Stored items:
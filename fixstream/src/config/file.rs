//! Loading engine configuration from `~/.fixstream/config.ini`.

use std::path::{Path, PathBuf};
use std::str::FromStr;
use std::time::Duration;

use ini::{Ini, Properties};

use super::engine::{ConfigError, EngineConfig};
use crate::units::Distance;

impl EngineConfig {
    /// Load configuration from the default path (~/.fixstream/config.ini).
    ///
    /// A missing file yields the defaults.
    pub fn load() -> Result<Self, ConfigError> {
        Self::load_from(&config_file_path())
    }

    /// Load configuration from a specific path.
    ///
    /// If the file doesn't exist, returns defaults. Values are overlaid on
    /// the defaults through the validating setters.
    pub fn load_from(path: &Path) -> Result<Self, ConfigError> {
        if !path.exists() {
            return Ok(Self::default());
        }

        let ini = Ini::load_from_file(path).map_err(|source| ConfigError::ReadError {
            path: path.to_path_buf(),
            source,
        })?;
        parse_ini(&ini)
    }
}

/// Get the path to the config directory (~/.fixstream).
pub fn config_directory() -> PathBuf {
    dirs::home_dir()
        .unwrap_or_else(|| PathBuf::from("."))
        .join(".fixstream")
}

/// Get the path to the config file (~/.fixstream/config.ini).
pub fn config_file_path() -> PathBuf {
    config_directory().join("config.ini")
}

/// Overlay an `Ini` document onto `EngineConfig::default()`.
fn parse_ini(ini: &Ini) -> Result<EngineConfig, ConfigError> {
    let mut config = EngineConfig::default();

    if let Some(section) = ini.section(Some("engine")) {
        if let Some(secs) = parse_key::<u64>(section, "engine", "command_timeout_secs")? {
            config.set_command_timeout(Duration::from_secs(secs))?;
        }
        if let Some(secs) = parse_key::<u64>(section, "engine", "read_timeout_secs")? {
            config.set_read_timeout(Duration::from_secs(secs))?;
        }
        if let Some(capacity) = parse_key::<usize>(section, "engine", "notification_capacity")? {
            config.set_notification_capacity(capacity)?;
        }
    }

    if let Some(section) = ini.section(Some("reconnect")) {
        if let Some(enabled) = parse_key::<bool>(section, "reconnect", "enabled")? {
            config.set_allow_automatic_reconnection(enabled);
        }
        if let Some(attempts) = parse_key::<i64>(section, "reconnect", "max_attempts")? {
            config.set_max_reconnection_attempts(attempts)?;
        }
        if let Some(ms) = parse_key::<u64>(section, "reconnect", "delay_ms")? {
            config.set_reconnect_delay(Duration::from_millis(ms))?;
        }
    }

    if let Some(section) = ini.section(Some("precision")) {
        if let Some(enabled) = parse_key::<bool>(section, "precision", "filter_enabled")? {
            config.set_filter_enabled(enabled);
        }
        if let Some(required) = parse_key::<bool>(section, "precision", "fix_required")? {
            config.set_fix_required(required);
        }
        if let Some(hdop) = parse_key::<f64>(section, "precision", "max_hdop")? {
            config.set_max_horizontal_dop(hdop)?;
        }
        if let Some(vdop) = parse_key::<f64>(section, "precision", "max_vdop")? {
            config.set_max_vertical_dop(vdop)?;
        }
        if let Some(meters) = parse_key::<f64>(section, "precision", "device_precision_m")? {
            config.set_device_precision(Distance::meters(meters))?;
        }
    }

    Ok(config)
}

/// Parse an optional key; an empty value counts as absent.
fn parse_key<T: FromStr>(
    section: &Properties,
    section_name: &str,
    key: &str,
) -> Result<Option<T>, ConfigError> {
    let Some(raw) = section.get(key) else {
        return Ok(None);
    };
    let raw = raw.trim();
    if raw.is_empty() {
        return Ok(None);
    }

    raw.parse::<T>()
        .map(Some)
        .map_err(|_| ConfigError::InvalidValue {
            section: section_name.to_string(),
            key: key.to_string(),
            value: raw.to_string(),
            reason: format!("expected {}", std::any::type_name::<T>()),
        })
}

#### ASSIGNMENT
Quote, with nothing altered, all lines from the start of the entries to the line that carries "dirs::home_dir()", inclusive.

#### ANSWER SECTION
filename fixstream/src/config/file.rs
//! Loading engine configuration from `~/.fixstream/config.ini`.

use std::path::{Path, PathBuf};
use std::str::FromStr;
use std::time::Duration;

use ini::{Ini, Properties};

use super::engine::{ConfigError, EngineConfig};
use crate::units::Distance;

impl EngineConfig {
    /// Load configuration from the default path (~/.fixstream/config.ini).
    ///
    /// A missing file yields the defaults.
    pub fn load() -> Result<Self, ConfigError> {
        Self::load_from(&config_file_path())
    }

    /// Load configuration from a specific path.
    ///
    /// If the file doesn't exist, returns defaults. Values are overlaid on
    /// the defaults through the validating setters.
    pub fn load_from(path: &Path) -> Result<Self, ConfigError> {
        if !path.exists() {
            return Ok(Self::default());
        }

        let ini = Ini::load_from_file(path).map_err(|source| ConfigError::ReadError {
            path: path.to_path_buf(),
            source,
        })?;
        parse_ini(&ini)
    }
}

/// Get the path to the config directory (~/.fixstream).
pub fn config_directory() -> PathBuf {
    dirs::home_dir()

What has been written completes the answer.